EAT upholds unfair dismissal decision where an employer failed properly to consider furlough as an alternative to redundancy – Lovingangels Care Limited v Mhindurwa  EAT 65
The EAT has upheld an employment tribunal’s decision that an employee was unfairly dismissed where the employer had failed properly to consider furlough, under the Coronavirus Job Retention Scheme, as an alternative to redundancy.
Mrs Mhindurwa (the “Claimant”) was employed as a care assistant by Lovingangels Care Limited (the “Respondent”) from 2018, providing live-in care to a client at home. In February 2020, the client was admitted to a nursing home and the Claimant was no longer required to provide care. The Respondent informed the Claimant that no alternative live-in care work was available due to the COVID-19 pandemic and, after a further meeting, informed her that there was no alternative to redundancy and terminated her employment. The Claimant appealed on the basis that she should be furloughed under the Coronavirus Job Retention Scheme, and her appeal was rejected by the Respondent at the time.

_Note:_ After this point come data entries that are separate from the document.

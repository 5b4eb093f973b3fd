//! Score curves: how many faults each strategy has taken after the first
//! `n` accesses, for every `n`. This is the data behind a score-versus-
//! accesses chart.

use crate::policy::Strategy;
use crate::sim::simulate;
use crate::task::Task;

/// Score of `strategy` on every prefix of `task`: element `n - 1` is the
/// score on the first `n` accesses.
///
/// Online policies never look ahead, so their decisions on a prefix are the
/// same as on the full sequence and the curve is a running fault count.
/// OPT's decisions depend on the accesses after the prefix, so each prefix
/// is simulated on its own truncated task.
pub fn score_curve(task: &Task, strategy: Strategy) -> Vec<usize> {
    if strategy.is_offline() {
        return (1..=task.len())
            .map(|n| simulate(&task.prefix(n), strategy).score())
            .collect();
    }

    simulate(task, strategy)
        .iter()
        .scan(0, |faults, placement| {
            *faults += usize::from(placement.is_some());
            Some(*faults)
        })
        .collect()
}

/// Render the curves of all strategies as CSV with a
/// `accesses,strategy,score` header.
pub fn curve_csv(task: &Task) -> String {
    let mut out = String::from("accesses,strategy,score\n");
    for strategy in Strategy::ALL {
        for (i, score) in score_curve(task, strategy).into_iter().enumerate() {
            out.push_str(&format!("{},{},{}\n", i + 1, strategy.name(), score));
        }
    }
    out
}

In the first instance the Employment Tribunal held that the Claimant had been unfairly dismissed as the Respondent had failed to properly consider furlough leave, even on a temporary basis, as an alternative to redundancy.
The EAT upheld the decision, stating that the employment judge had been entitled to apply the same approach to furlough leave as he would to any possible alternative to dismissal that an employer might be expected to consider if acting reasonably.
The EAT stated that:
“Determining a claim of unfair dismissal in respect of a dismissal that occurred in circumstances related to the Coronavirus pandemic does not require any variation to the law of unfair dismissal, which is robust enough to deal with such exceptional circumstances.”
There was not a requirement to change the legal test to be applied when looking at whether a dismissal was unfair in the context of the Covid pandemic.
Points to note:
This is a useful reminder of the basics of what will constitute a fair dismissal when it comes to redundancy under the Employment Rights Act 1996. One of the things this will depend on is whether in the circumstances (including its size and administrative resources) an employer has acted reasonably in treating redundancy as a sufficient reason for dismissing an employee.
As part of this a tribunal must consider whether a decision to dismiss an employee falls within a range of responses a reasonable employer could have adopted (the “band of reasonable responses” test). Employers should ensure they consider any possible alternatives to redundancy when engaging in a consultation process. Here it wasn’t that it would necessarily have been unfair to make an employee redundant while furlough leave was available, but rather the lack of consideration of this as an alternative, or a good explanation as to why this had been rejected, which was problematic.